With the upcoming FIFA World Cup being held in Russia, the Turkish authorities have embarked on a campaign to crackdown on illegal gambling throughout the nation. The authorities have come down heavily on gambling in recent times.
With the World Cup always being an event that attracts a lot of gambling money, it is likely they wanted to stop any illegal operations in their tracks before the commencement of the tournament.
More than 8,000 police officers embarked on coordinated raids throughout 81 provinces in Turkey on Sunday. This resulted in 36 businesses being shut down due to allegations of illegal gambling being offered to their customers.
According to the Daily Sabah, 80 people have been detained by the authorities for the operation of illegal gambling services and another 159 people were arrested on a variety of gambling-related charges. The businesses in question have been fined accordingly and the operators are likely facing prison time.
This came just a few days after 64 locations had been raided in the Turkish capital of Ankara where 39 people were arrested.
Is all gambling illegal?
The Turkish state operates the Milli Piyango lottery and offers sports-betting through SportToto. Apart from these two entities, all other forms of gambling are banned in Turkey. Casinos have been banned in the country since 1998, with an online casino ban being introduced in 2006.
It was in July 2017 that the government implemented a two-year plan to stamp out illegal gambling. This initiative was developed and has been driven by the Justice and Interior Ministries, aided by the Police Department and Revenues Department.
The first phase of this initiative was the creation of a task force to tackle illegal gambling, focusing on websites, internet cafes and other locations linked with illegalities. This task force is led by a special prosecutor and is made of up people from the banking regulation agency (BDDK), the communications technologies authority (BTK) and the financial crimes unit (MASAK).
]Some of the steps taken to curb illegal gambling include stopping financial institutions from processing any transactions linked to online gambling. They also intend to combat gambling websites that cater for digital currencies like Bitcoin. Finance Minister Naci Agbal has pledged to “bring these illegal betting sites to heel”.
Those attempting to access illegal gambling sites will be warned by the authorities via text message, with search engines being closely monitored thanks to help from certain local internet service providers. Any individuals found to be in breach of gambling laws will be subject to fines, as well as having their betting bankroll confiscated.
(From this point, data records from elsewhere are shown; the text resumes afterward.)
use serde::{Deserialize, Serialize};
use ts_rs::TS;

use crate::models::common::pagination::PaginationInfo;
use crate::models::constraints::entities::Constraint;

/// 约束列表响应
#[derive(Debug, Clone, Serialize, Deserialize, TS)]
#[ts(export, export_to = "../frontend/src/types/generated/constraint.ts")]
pub struct ConstraintListResponse {
    pub items: Vec<Constraint>,
    pub pagination: PaginationInfo,
}
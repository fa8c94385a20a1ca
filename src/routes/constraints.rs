use actix_web::{HttpRequest, HttpResponse, Result as ActixResult, web};
use once_cell::sync::Lazy;

use crate::middlewares;
use crate::models::constraints::requests::{
    ConstraintQueryParams, CreateConstraintRequest, UpdateConstraintRequest,
};
use crate::models::progress::requests::UpdateProgressRequest;
use crate::models::users::entities::UserRole;
use crate::services::ConstraintService;
use crate::utils::{SafeConstraintIdI64, SafeConstraintUrl};

// 懒加载的全局 CONSTRAINT_SERVICE 实例
static CONSTRAINT_SERVICE: Lazy<ConstraintService> = Lazy::new(ConstraintService::new_lazy);

// HTTP处理程序
pub async fn list_constraints(
    req: HttpRequest,
    query: web::Query<ConstraintQueryParams>,
) -> ActixResult<HttpResponse> {
    CONSTRAINT_SERVICE
        .list_constraints(&req, query.into_inner())
        .await
}

pub async fn create_constraint(
    req: HttpRequest,
    constraint_data: web::Json<CreateConstraintRequest>,
) -> ActixResult<HttpResponse> {
    CONSTRAINT_SERVICE
        .create_constraint(&req, constraint_data.into_inner())
        .await
}

pub async fn update_constraint(
    req: HttpRequest,
    constraint_id: SafeConstraintIdI64,
    update_data: web::Json<UpdateConstraintRequest>,
) -> ActixResult<HttpResponse> {
    CONSTRAINT_SERVICE
        .update_constraint(&req, constraint_id.0, update_data.into_inner())
        .await
}

pub async fn delete_constraint(
    req: HttpRequest,
    constraint_id: SafeConstraintIdI64,
) -> ActixResult<HttpResponse> {
    CONSTRAINT_SERVICE
        .delete_constraint(&req, constraint_id.0)
        .await
}

pub async fn get_constraint(
    req: HttpRequest,
    url: SafeConstraintUrl,
) -> ActixResult<HttpResponse> {
    CONSTRAINT_SERVICE.get_constraint(&req, &url.0).await
}

pub async fn list_my_progress(req: HttpRequest) -> ActixResult<HttpResponse> {
    CONSTRAINT_SERVICE.list_my_progress(&req).await
}

pub async fn get_progress(req: HttpRequest, url: SafeConstraintUrl) -> ActixResult<HttpResponse> {
    CONSTRAINT_SERVICE.get_progress(&req, &url.0).await
}

pub async fn update_progress(
    req: HttpRequest,
    url: SafeConstraintUrl,
    progress_data: Option<web::Json<UpdateProgressRequest>>,
) -> ActixResult<HttpResponse> {
    // 空请求体 = increment 模式
    let progress_data = progress_data
        .map(web::Json::into_inner)
        .unwrap_or_default();
    CONSTRAINT_SERVICE
        .update_progress(&req, &url.0, progress_data)
        .await
}

pub async fn delete_progress(
    req: HttpRequest,
    url: SafeConstraintUrl,
) -> ActixResult<HttpResponse> {
    CONSTRAINT_SERVICE.delete_progress(&req, &url.0).await
}

// 配置路由
//
// 约束的路由键可以包含斜杠（如 course/login），
// 进度资源必须先于裸 {url} 注册，避免被贪婪段吞掉。
pub fn configure_constraints_routes(cfg: &mut web::ServiceConfig) {
    cfg.service(
        web::scope("/api/v1/constraints")
            .wrap(middlewares::RequireJWT)
            .service(
                web::resource("")
                    .route(web::get().to(list_constraints))
                    .route(
                        // 约束由管理员配置
                        web::post()
                            .to(create_constraint)
                            .wrap(middlewares::RequireRole::new_any(UserRole::admin_roles())),
                    ),
            )
            .service(
                web::resource("/id/{constraint_id}")
                    .route(
                        web::put()
                            .to(update_constraint)
                            .wrap(middlewares::RequireRole::new_any(UserRole::admin_roles())),
                    )
                    .route(
                        web::delete()
                            .to(delete_constraint)
                            .wrap(middlewares::RequireRole::new_any(UserRole::admin_roles())),
                    ),
            )
            .service(
                // 进度上报是核心入口：PUT 带 cur_point 走 max 模式，空体走计数模式
                web::resource("/{url:[a-z0-9_\\-/]+}/progress")
                    .route(web::get().to(get_progress))
                    .route(web::put().to(update_progress))
                    .route(web::delete().to(delete_progress)),
            )
            .service(
                web::resource("/{url:[a-z0-9_\\-/]+}").route(web::get().to(get_constraint)),
            ),
    );

    cfg.service(
        web::scope("/api/v1/progress")
            .wrap(middlewares::RequireJWT)
            .service(web::resource("").route(web::get().to(list_my_progress))),
    );
}
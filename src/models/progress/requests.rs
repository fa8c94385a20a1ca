use serde::Deserialize;
use ts_rs::TS;

/// 进度上报请求
///
/// 带 cur_point 走 max 模式（分数型约束）；
/// 空请求体走 increment 模式（动作型约束）。
#[derive(Debug, Default, Deserialize, TS)]
#[ts(export, export_to = "../frontend/src/types/generated/progress.ts")]
pub struct UpdateProgressRequest {
    pub cur_point: Option<f64>,
}
use crate::models::common::pagination::PaginationQuery;
use crate::models::constraints::entities::ConstraintKind;
use serde::Deserialize;
use ts_rs::TS;

/// 创建约束请求
#[derive(Debug, Deserialize, TS)]
#[ts(export, export_to = "../frontend/src/types/generated/constraint.ts")]
pub struct CreateConstraintRequest {
    pub url: String,
    pub threshold: i64,
    pub description: Option<String>,
    pub kind: Option<ConstraintKind>,
}

/// 更新约束请求
#[derive(Debug, Deserialize, TS)]
#[ts(export, export_to = "../frontend/src/types/generated/constraint.ts")]
pub struct UpdateConstraintRequest {
    pub threshold: Option<i64>,
    pub description: Option<String>,
}

/// 约束列表查询参数（HTTP 请求）
#[derive(Debug, Clone, Deserialize, TS)]
#[ts(export, export_to = "../frontend/src/types/generated/constraint.ts")]
pub struct ConstraintQueryParams {
    #[serde(flatten)]
    #[ts(flatten)]
    pub pagination: PaginationQuery,
    pub search: Option<String>,
}

// 用于存储层的内部查询参数
#[derive(Debug, Clone)]
pub struct ConstraintListQuery {
    pub page: Option<i64>,
    pub size: Option<i64>,
    pub search: Option<String>,
}
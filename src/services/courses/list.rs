use actix_web::{HttpRequest, HttpResponse, Result as ActixResult};

use super::CourseService;
use crate::middlewares::RequireJWT;
use crate::models::courses::requests::{CourseListQuery, CourseQueryParams};
use crate::models::users::entities::UserRole;
use crate::models::{ApiResponse, ErrorCode};

/// 列出课程（教师看自己的课程，管理员看全部）
/// GET /courses
pub async fn list_courses(
    service: &CourseService,
    request: &HttpRequest,
    params: CourseQueryParams,
) -> ActixResult<HttpResponse> {
    let storage = service.get_storage(request);

    let role = RequireJWT::extract_user_role(request);
    let user_id = RequireJWT::extract_user_id(request);

    let instructor_id = match role {
        Some(UserRole::Admin) => None,
        _ => user_id,
    };

    let query = CourseListQuery {
        page: Some(params.pagination.page),
        size: Some(params.pagination.size),
        instructor_id,
        search: params.search,
    };

    match storage.list_courses_with_pagination(query).await {
        Ok(response) => Ok(HttpResponse::Ok().json(ApiResponse::success(response, "查询成功"))),
        Err(e) => Ok(
            HttpResponse::InternalServerError().json(ApiResponse::error_empty(
                ErrorCode::InternalServerError,
                format!("查询课程列表失败: {e}"),
            )),
        ),
    }
}
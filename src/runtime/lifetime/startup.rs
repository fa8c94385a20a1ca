use crate::models::constraints::entities::ConstraintKind;
use crate::models::constraints::requests::CreateConstraintRequest;
use crate::models::rules::requests::CreateRuleRequest;
use crate::storage::Storage;
use std::sync::Arc;
use tracing::{debug, info, warn};

pub struct StartupContext {
    pub storage: Arc<dyn Storage>,
}

/// 默认规则播种数据：规则名、描述、(约束路由键, 阈值, 类别, 描述)
const DEFAULT_RULES: &[(&str, &str, &[(&str, i64, ConstraintKind, &str)])] = &[
    (
        "Platform regular",
        "Log in regularly and keep assignments flowing",
        &[
            ("course/login", 10, ConstraintKind::Action, "Log in 10 times"),
            (
                "assignment/artifact/submitted",
                3,
                ConstraintKind::Action,
                "Submit 3 artifacts",
            ),
        ],
    ),
    (
        "Dedicated reviewer",
        "Complete peer reviews consistently",
        &[(
            "assignment/review/completed",
            5,
            ConstraintKind::Action,
            "Complete 5 peer reviews",
        )],
    ),
];

/// 初始化默认规则集
/// 规则表为空时播种内置的默认规则及其约束
async fn seed_default_rules(storage: &Arc<dyn Storage>) {
    match storage.count_rules().await {
        Ok(count) if count > 0 => {
            debug!("Rules table already has {} rule(s), skipping seed", count);
            return;
        }
        Ok(_) => {
            info!("No rules found in database, seeding default rule set...");
        }
        Err(e) => {
            warn!("Failed to count rules: {}, skipping rule seed", e);
            return;
        }
    }

    for (rule_name, rule_description, constraint_specs) in DEFAULT_RULES {
        let rule = match storage
            .create_rule(CreateRuleRequest {
                name: rule_name.to_string(),
                description: Some(rule_description.to_string()),
                is_default: Some(true),
            })
            .await
        {
            Ok(rule) => rule,
            Err(e) => {
                warn!("Failed to seed rule '{}': {}", rule_name, e);
                continue;
            }
        };

        for (url, threshold, kind, description) in *constraint_specs {
            // 约束可能已被其他默认规则建过，复用已有的行
            let constraint = match storage.get_constraint_by_url(url).await {
                Ok(Some(constraint)) => Ok(constraint),
                Ok(None) => {
                    storage
                        .create_constraint(CreateConstraintRequest {
                            url: url.to_string(),
                            threshold: *threshold,
                            description: Some(description.to_string()),
                            kind: Some(*kind),
                        })
                        .await
                }
                Err(e) => Err(e),
            };

            match constraint {
                Ok(constraint) => {
                    if let Err(e) = storage
                        .attach_constraint_to_rule(rule.id, constraint.id)
                        .await
                    {
                        warn!(
                            "Failed to attach constraint '{}' to rule '{}': {}",
                            url, rule_name, e
                        );
                    }
                }
                Err(e) => {
                    warn!("Failed to seed constraint '{}': {}", url, e);
                }
            }
        }

        info!("Default rule '{}' seeded", rule_name);
    }
}

/// 准备服务器启动的上下文
/// 包括存储初始化和默认规则播种
pub async fn prepare_server_startup() -> StartupContext {
    rustls::crypto::ring::default_provider()
        .install_default()
        .expect("Failed to install rustls crypto provider");

    let storage = crate::storage::create_storage()
        .await
        .expect("Failed to create storage backend");
    warn!("Storage backend initialized and migrations completed");

    // 初始化默认规则集（如果需要）
    seed_default_rules(&storage).await;

    StartupContext { storage }
}
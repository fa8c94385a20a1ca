use serde::{Deserialize, Serialize};
use ts_rs::TS;

use crate::models::progress::entities::Progress;
use crate::models::rewards::entities::Reward;

/// 进度序列化形式（字段名沿用历史线上契约）
#[derive(Debug, Clone, Serialize, Deserialize, TS)]
#[ts(export, export_to = "../frontend/src/types/generated/progress.ts")]
pub struct ProgressResponse {
    pub pk: i64,
    pub met: bool,
    pub cur_point: f64,
    pub constraint: i64,
    pub user: i64,
    /// 本次调用触发发放的奖励
    #[serde(skip_serializing_if = "Vec::is_empty", default)]
    pub granted_rewards: Vec<Reward>,
}

impl ProgressResponse {
    pub fn from_progress(progress: Progress, granted_rewards: Vec<Reward>) -> Self {
        Self {
            pk: progress.id,
            met: progress.met,
            cur_point: progress.cur_point,
            constraint: progress.constraint_id,
            user: progress.user_id,
            granted_rewards,
        }
    }
}

/// 当前用户的进度列表响应
#[derive(Debug, Clone, Serialize, Deserialize, TS)]
#[ts(export, export_to = "../frontend/src/types/generated/progress.ts")]
pub struct ProgressListResponse {
    pub items: Vec<ProgressResponse>,
}
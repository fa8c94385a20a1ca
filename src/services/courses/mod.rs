pub mod create;
pub mod delete;
pub mod get;
pub mod list;
pub mod update;

use actix_web::{HttpRequest, HttpResponse, Result as ActixResult};
use std::sync::Arc;

use crate::models::courses::requests::{
    CourseQueryParams, CreateCourseRequest, UpdateCourseRequest,
};
use crate::storage::Storage;

pub struct CourseService {
    storage: Option<Arc<dyn Storage>>,
}

impl CourseService {
    pub fn new_lazy() -> Self {
        Self { storage: None }
    }

    pub(crate) fn get_storage(&self, request: &HttpRequest) -> Arc<dyn Storage> {
        if let Some(storage) = &self.storage {
            storage.clone()
        } else {
            request
                .app_data::<actix_web::web::Data<Arc<dyn Storage>>>()
                .expect("Storage not found in app data")
                .get_ref()
                .clone()
        }
    }

    pub async fn create_course(
        &self,
        request: &HttpRequest,
        req: CreateCourseRequest,
    ) -> ActixResult<HttpResponse> {
        create::create_course(self, request, req).await
    }

    pub async fn get_course(
        &self,
        request: &HttpRequest,
        course_id: i64,
    ) -> ActixResult<HttpResponse> {
        get::get_course(self, request, course_id).await
    }

    pub async fn get_course_by_code(
        &self,
        request: &HttpRequest,
        code: String,
    ) -> ActixResult<HttpResponse> {
        get::get_course_by_code(self, request, code).await
    }

    pub async fn list_courses(
        &self,
        request: &HttpRequest,
        params: CourseQueryParams,
    ) -> ActixResult<HttpResponse> {
        list::list_courses(self, request, params).await
    }

    pub async fn update_course(
        &self,
        request: &HttpRequest,
        course_id: i64,
        req: UpdateCourseRequest,
    ) -> ActixResult<HttpResponse> {
        update::update_course(self, request, course_id, req).await
    }

    pub async fn delete_course(
        &self,
        request: &HttpRequest,
        course_id: i64,
    ) -> ActixResult<HttpResponse> {
        delete::delete_course(self, request, course_id).await
    }
}
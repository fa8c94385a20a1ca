//! SeaORM 存储实现
//!
//! 统一的数据库存储层，支持 SQLite、PostgreSQL 和 MySQL。

mod artifacts;
mod assignments;
mod constraints;
mod course_users;
mod courses;
mod progress;
mod reviews;
mod rewards;
mod rules;
mod surveys;
mod users;

use crate::config::AppConfig;
use crate::errors::{GamiSystemError, Result};
use migration::{Migrator, MigratorTrait};
use sea_orm::{ConnectOptions, Database, DatabaseConnection};
use std::time::Duration;
use tracing::info;

/// SeaORM 存储实现
#[derive(Clone)]
pub struct SeaOrmStorage {
    pub(crate) db: DatabaseConnection,
}

impl SeaOrmStorage {
    /// 创建新的 SeaORM 存储实例
    pub async fn new_async() -> Result<Self> {
        let config = AppConfig::get();
        let db_url = Self::build_database_url(&config.database.url)?;

        // 根据数据库类型选择连接方式
        let db = if db_url.starts_with("sqlite://") {
            Self::connect_sqlite(&db_url, config).await?
        } else {
            Self::connect_generic(&db_url, config).await?
        };

        // 运行迁移
        Migrator::up(&db, None)
            .await
            .map_err(|e| GamiSystemError::database_operation(format!("数据库迁移失败: {e}")))?;

        info!("SeaORM 存储初始化完成，数据库: {}", db_url);

        Ok(Self { db })
    }

    /// SQLite 专用连接（WAL + pragma 优化）
    async fn connect_sqlite(url: &str, config: &AppConfig) -> Result<DatabaseConnection> {
        use sea_orm::SqlxSqliteConnector;
        use sea_orm::sqlx::sqlite::{
            SqliteConnectOptions, SqliteJournalMode, SqlitePoolOptions, SqliteSynchronous,
        };
        use std::str::FromStr;

        let opt = SqliteConnectOptions::from_str(url)
            .map_err(|e| GamiSystemError::database_config(format!("SQLite URL 解析失败: {e}")))?
            .create_if_missing(true)
            .journal_mode(SqliteJournalMode::Wal)
            .synchronous(SqliteSynchronous::Normal)
            .busy_timeout(Duration::from_secs(5))
            .pragma("cache_size", "-64000")
            .pragma("temp_store", "memory")
            .pragma("mmap_size", "536870912")
            .pragma("wal_autocheckpoint", "1000");

        let pool = SqlitePoolOptions::new()
            .max_connections(config.database.pool_size)
            .min_connections(1)
            .test_before_acquire(true)
            .acquire_timeout(Duration::from_secs(config.database.timeout))
            .idle_timeout(Duration::from_secs(300))
            .connect_with(opt)
            .await
            .map_err(|e| GamiSystemError::database_connection(format!("SQLite 连接失败: {e}")))?;

        Ok(SqlxSqliteConnector::from_sqlx_sqlite_pool(pool))
    }

    /// 通用连接（PostgreSQL、MySQL 等）
    async fn connect_generic(url: &str, config: &AppConfig) -> Result<DatabaseConnection> {
        let mut opt = ConnectOptions::new(url);
        opt.max_connections(config.database.pool_size)
            .min_connections(5)
            .connect_timeout(Duration::from_secs(config.database.timeout))
            .acquire_timeout(Duration::from_secs(config.database.timeout))
            .idle_timeout(Duration::from_secs(600))
            .max_lifetime(Duration::from_secs(1800))
            .sqlx_logging(false)
            .sqlx_logging_level(tracing::log::LevelFilter::Debug);

        Database::connect(opt)
            .await
            .map_err(|e| GamiSystemError::database_connection(format!("无法连接到数据库: {e}")))
    }

    /// 从 URL 自动推断数据库类型并构建连接 URL
    fn build_database_url(url: &str) -> Result<String> {
        if url.starts_with("sqlite://") {
            Ok(url.to_string())
        } else if url.ends_with(".db") || url.ends_with(".sqlite") || url == ":memory:" {
            Ok(format!("sqlite://{}?mode=rwc", url))
        } else if url.starts_with("postgres://")
            || url.starts_with("postgresql://")
            || url.starts_with("mysql://")
            || url.starts_with("mariadb://")
        {
            Ok(url.to_string())
        } else {
            Err(GamiSystemError::database_config(format!(
                "无法从 URL 推断数据库类型: {url}. 支持: sqlite://, postgres://, mysql://, 或 .db/.sqlite 文件路径"
            )))
        }
    }
}

// Storage trait 实现
use crate::models::{
    artifacts::{
        entities::{Artifact, ArtifactOwner},
        responses::AssignReviewsResponse,
    },
    assignments::{
        entities::Assignment,
        requests::{AssignmentListQuery, CreateAssignmentRequest, UpdateAssignmentRequest},
        responses::AssignmentListResponse,
    },
    constraints::{
        entities::Constraint,
        requests::{ConstraintListQuery, CreateConstraintRequest, UpdateConstraintRequest},
        responses::ConstraintListResponse,
    },
    course_users::{
        entities::{CourseRole, CourseUser},
        requests::{CourseUserQuery, UpdateCourseUserRequest},
        responses::CourseUserListResponse,
    },
    courses::{
        entities::Course,
        requests::{CourseListQuery, CreateCourseRequest, UpdateCourseRequest},
        responses::CourseListResponse,
    },
    progress::entities::{Progress, ProgressMode, ProgressUpdate},
    reports::entities::AnswerRecord,
    reviews::{
        entities::{ArtifactReview, ReviewStatus},
        requests::AnswerPayload,
        responses::ReviewDetailResponse,
    },
    rewards::{
        entities::{Reward, UserReward},
        requests::{CreateRewardRequest, UpdateRewardRequest},
    },
    rules::{
        entities::Rule,
        requests::{CreateRuleRequest, UpdateRuleRequest},
    },
    surveys::{
        entities::{FeedbackSurvey, Question, SurveySection},
        requests::{
            CreateQuestionRequest, CreateSectionRequest, CreateSurveyRequest, UpdateQuestionRequest,
            UpdateSurveyRequest,
        },
        responses::SurveyDetailResponse,
    },
    users::{
        entities::User,
        requests::{CreateUserRequest, UpdateUserRequest, UserListQuery},
        responses::UserListResponse,
    },
};
use crate::storage::Storage;
use async_trait::async_trait;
Any site that has affiliate links to gambling sites or any forms of gambling adverts are banned. There has also been a restriction placed on the use of ATMs after it was revealed that certain illegal gambling operators had been utilizing taxi drivers to stop at various ATMs throughout their travels to have money moved between bettors and gambling sites.
There have also been restrictions imposed on mobile money transfers. Only two such transfers are allowed per day per user, with each of these requiring a lot of detailed information and user identification.
There have been numerous raids carried out since the initiative began last year, with one of the more prominent ones occurring in February. More than 1,000 police officers engaged in a coordinated set of raids in nine provinces, targeting 140 different addresses suspected of being involved in illegal gambling. This resulted in about 100 people being detained for questioning.
The timing of this latest raid comes just a couple of weeks from the start of the World Cup. This tournament only comes around every four years and huge sums of money are wagered on the event. Illegal gambling groups would have been deep in their preparations for this tournament and so the Turkish authorities has dealt them a serious blow with these latest raids.
Gambling is a lucrative source of revenue for the state. The Finance Minister Naci Agbal estimated in 2017 that annual revenue derived from Turkish bettors on online gambling sites was in the region of $11.4bn (£8.5bn). This would be a lucrative source of revenue for the Turkish government, which is a key reason for their tough stance on gambling.
Mr Agbal has previously said that the Turkish government has “begun to seize the money that the virtual betting investors on the internet invested in”.
The government has stated that their crackdown is more due to social reasons rather than the monetary gain that is at stake.
“There are international criminal networks behind these sites,” Mr Agbal added.
“We will not let our citizens add money to the crime organizations and offer them resources and information that threaten Turkey’s national security.”